Exercise brief: Whenever a line in the records below contains "show", pick it out.

Available data:
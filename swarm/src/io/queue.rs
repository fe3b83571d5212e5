//! Narrow contract with the external work-tracking system.
//!
//! Every coordination decision between workers goes through [`WorkQueue`];
//! workers share no memory. `claim` must be a compare-and-swap on
//! `(id, status)`: the tracker, not the swarm, guarantees that an item is
//! never `in_progress` under two live assignees.

use std::error::Error;
use std::fmt;

use anyhow::Result;
use tracing::warn;

use crate::core::idle::Backoff;
use crate::core::types::{ClaimOutcome, ItemStatus, NewItem, WorkItem};

/// Operations the swarm needs from the work-tracking system.
///
/// Implementations must be safe under concurrent use from many processes.
pub trait WorkQueue {
    /// Items with status `open` and all dependencies closed.
    fn list_ready(&self, unassigned_only: bool) -> Result<Vec<WorkItem>>;

    /// Items in `status`, or every item when `None`.
    fn list(&self, status: Option<ItemStatus>) -> Result<Vec<WorkItem>>;

    /// Fresh read of a single item.
    fn show(&self, id: &str) -> Result<Option<WorkItem>>;

    /// Atomically move `open` → `in_progress` with `worker_id` as assignee.
    fn claim(&self, id: &str, worker_id: &str) -> Result<ClaimOutcome>;

    /// Move `in_progress` → `closed`; only the current assignee may close.
    fn close(&self, id: &str, worker_id: &str, reason: &str) -> Result<()>;

    /// Move `in_progress` → `open` and clear the assignee (recovery only).
    fn reopen(&self, id: &str) -> Result<()>;

    /// Insert a new open, unassigned item and return its id.
    fn create(&self, item: &NewItem) -> Result<String>;

    /// Record that `child_id` depends on `parent_id`; cycles are rejected.
    fn link_dependency(&self, child_id: &str, parent_id: &str) -> Result<()>;
}

impl<T: WorkQueue + ?Sized> WorkQueue for &T {
    fn list_ready(&self, unassigned_only: bool) -> Result<Vec<WorkItem>> {
        (**self).list_ready(unassigned_only)
    }

    fn list(&self, status: Option<ItemStatus>) -> Result<Vec<WorkItem>> {
        (**self).list(status)
    }

    fn show(&self, id: &str) -> Result<Option<WorkItem>> {
        (**self).show(id)
    }

    fn claim(&self, id: &str, worker_id: &str) -> Result<ClaimOutcome> {
        (**self).claim(id, worker_id)
    }

    fn close(&self, id: &str, worker_id: &str, reason: &str) -> Result<()> {
        (**self).close(id, worker_id, reason)
    }

    fn reopen(&self, id: &str) -> Result<()> {
        (**self).reopen(id)
    }

    fn create(&self, item: &NewItem) -> Result<String> {
        (**self).create(item)
    }

    fn link_dependency(&self, child_id: &str, parent_id: &str) -> Result<()> {
        (**self).link_dependency(child_id, parent_id)
    }
}

/// Transient failure talking to the work-tracking system.
///
/// Callers retry these with backoff instead of treating them as crashes.
#[derive(Debug, Clone, PartialEq, Eq)]
pub struct QueueUnavailable {
    pub op: String,
    pub detail: String,
}

impl fmt::Display for QueueUnavailable {
    fn fmt(&self, f: &mut fmt::Formatter<'_>) -> fmt::Result {
        write!(
            f,
            "work queue unavailable during {}: {}",
            self.op, self.detail
        )
    }
}

impl Error for QueueUnavailable {}

/// A worker tried to act on an item it does not hold.
#[derive(Debug, Clone, PartialEq, Eq)]
pub struct NotClaimOwner {
    pub id: String,
    pub expected: String,
    pub actual: Option<String>,
    pub status: ItemStatus,
}

impl fmt::Display for NotClaimOwner {
    fn fmt(&self, f: &mut fmt::Formatter<'_>) -> fmt::Result {
        write!(
            f,
            "{} is {} under {} (expected in_progress under {})",
            self.id,
            self.status,
            self.actual.as_deref().unwrap_or("nobody"),
            self.expected
        )
    }
}

impl Error for NotClaimOwner {}

/// Adding a dependency edge would create a cycle.
#[derive(Debug, Clone, PartialEq, Eq)]
pub struct DependencyCycle {
    pub child: String,
    pub parent: String,
}

impl fmt::Display for DependencyCycle {
    fn fmt(&self, f: &mut fmt::Formatter<'_>) -> fmt::Result {
        write!(
            f,
            "dependency {} -> {} would create a cycle",
            self.child, self.parent
        )
    }
}

impl Error for DependencyCycle {}

/// Check that `item` is `in_progress` under `worker_id`.
pub fn ensure_owner(item: &WorkItem, worker_id: &str) -> Result<()> {
    if item.status == ItemStatus::InProgress && item.assignee() == Some(worker_id) {
        return Ok(());
    }
    Err(NotClaimOwner {
        id: item.id.clone(),
        expected: worker_id.to_string(),
        actual: item.assignee().map(str::to_string),
        status: item.status,
    }
    .into())
}

/// Retry schedule for transient queue failures.
#[derive(Debug, Clone, Copy, PartialEq, Eq)]
pub struct RetryPolicy {
    /// Total attempts including the first call.
    pub attempts: u32,
    pub backoff: Backoff,
}

impl RetryPolicy {
    /// Run `op`, retrying only [`QueueUnavailable`] failures.
    ///
    /// `sleep` receives each delay so callers can make waiting interruptible.
    pub fn run<T, F, S>(&self, op_name: &str, mut op: F, mut sleep: S) -> Result<T>
    where
        F: FnMut() -> Result<T>,
        S: FnMut(std::time::Duration) -> bool,
    {
        let mut attempt = 1u32;
        loop {
            match op() {
                Ok(value) => return Ok(value),
                Err(err) => {
                    let transient = err.downcast_ref::<QueueUnavailable>().is_some();
                    if !transient || attempt >= self.attempts.max(1) {
                        return Err(err);
                    }
                    let delay = self.backoff.delay(attempt);
                    warn!(
                        op = op_name,
                        attempt,
                        delay_ms = delay.as_millis() as u64,
                        err = %err,
                        "work queue unavailable, retrying"
                    );
                    if !sleep(delay) {
                        return Err(err);
                    }
                    attempt += 1;
                }
            }
        }
    }
}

Worked solution:
    fn show(&self, id: &str) -> Result<Option<WorkItem>>;
    fn show(&self, id: &str) -> Result<Option<WorkItem>> {
        (**self).show(id)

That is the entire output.